Конечно же Венеция — игра, ребус или кроссворд, заставляющий мастера вписывать дома и дворцы в строчки каналов. Если транспонировать этот образ чуть выше, получится, что Венеция — сонет, даже венок сонетов. Добровольные или наложенные необходимостью градостроительные ограничения обернулись огромным удельным весом культуры. Венеция — это якорь, который увяз в ее болотистой лагуне и не дает нам вырваться из карнавального, насмешливого, роскошного и роко-кошного плена культуры, явившего здесь свое чудо: апофеоз формы.
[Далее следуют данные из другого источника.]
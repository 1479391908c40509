//! One render pass worth of picker state, ready for a renderer to draw.

use std::fmt;

use crate::{Align, CalendarDate, Clock, DateSelector, Day, Month, PartialDate, Year, constraint, days_of};

/// A candidate option and whether it can be picked.
#[derive(Debug, Clone, Copy, PartialEq, Eq, Hash)]
pub struct Choice<T> {
    pub value:    T,
    pub disabled: bool,
}

/// The field badges shown above the grid. Tapping one clears it.
#[derive(Debug, Clone, Copy, PartialEq, Eq, Hash, Default)]
pub struct Badges {
    pub year:  Option<Year>,
    pub month: Option<Month>,
    pub day:   Option<Day>,
}

/// What the panel body shows for the current step.
#[derive(Debug, Clone, PartialEq, Eq, Hash)]
pub enum PanelBody {
    Years(Vec<Choice<Year>>),
    Months { year: Year, months: Vec<Choice<Month>> },
    Days { year: Year, month: Month, days: Vec<Choice<Day>> },
    Confirm(CalendarDate),
}

impl fmt::Display for PanelBody {
    fn fmt(&self, f: &mut fmt::Formatter<'_>) -> fmt::Result {
        match self {
            Self::Years(_) => f.write_str("Select Year"),
            Self::Months { .. } => f.write_str("Select Month"),
            Self::Days { .. } => f.write_str("Select Date"),
            Self::Confirm(date) => write!(
                f,
                "Selected: {} - {} - {}",
                date.day(),
                date.month().name(),
                date.year()
            ),
        }
    }
}

/// Snapshot of an open panel. "Today" is read once for the whole snapshot.
#[derive(Debug, Clone, PartialEq, Eq, Hash)]
pub struct Panel {
    pub align:  Align,
    pub today:  CalendarDate,
    pub badges: Badges,
    pub body:   PanelBody,
}

impl Panel {
    /// The step heading
    pub fn heading(&self) -> String {
        self.body.to_string()
    }
}

impl<C: Clock> DateSelector<C> {
    /// Builds the snapshot for one render pass, or `None` while the panel is closed.
    pub fn panel(&self) -> Option<Panel> {
        if !self.is_open() {
            return None;
        }
        let today = self.today();
        let constraints = self.config().constraints();

        let body = match self.selection() {
            None => PanelBody::Years(
                self.year_window()
                    .years()
                    .map(|year| Choice {
                        value:    year,
                        disabled: constraint::year_disabled(constraints, today, year),
                    })
                    .collect(),
            ),
            Some(PartialDate::Year { year }) => PanelBody::Months {
                year,
                months: Month::all()
                    .map(|month| Choice {
                        value:    month,
                        disabled: constraint::month_disabled(constraints, today, year, month),
                    })
                    .collect(),
            },
            Some(PartialDate::Month { year, month }) => PanelBody::Days {
                year,
                month,
                days: days_of(year, month)
                    .map(|day| Choice {
                        value:    day,
                        disabled: constraint::day_of_month_disabled(constraints, today, year, month, day),
                    })
                    .collect(),
            },
            Some(PartialDate::Day(date)) => PanelBody::Confirm(date),
        };

        Some(Panel {
            align: self.config().align(),
            today,
            badges: Badges {
                year:  self.selected_year(),
                month: self.selected_month().or(self.pending_month()),
                day:   self.selected_day(),
            },
            body,
        })
    }
}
Не зря футуристы, ополчившиеся на ее ветхие прелести, мечтали взорвать Венецию. Они верно чувствовали в ней вызов свободе их самовыражения. Бомбой тут, конечно, не поможешь. Все равно каждый художник обречен сидеть на двух стульях, решая конфликт между формой и содержанием, между «Венецией» и свободой. Не отсюда ли идет неистребимая потребность даже самых плодовитых писателей оставлять дневники? Не оттого ли, что их сочинения оставляют авторов разочарованными? Ведь написанная книга лишь жалкое подобие той, что задумывалась. Вот писателя и подмывает сочинить что-то настоящее, то есть он втайне даже от себя рассчитывает, что прямое, искреннее, приватное, не смиренное страхом перед публикой слово вынесет его за пределы формы к свободе.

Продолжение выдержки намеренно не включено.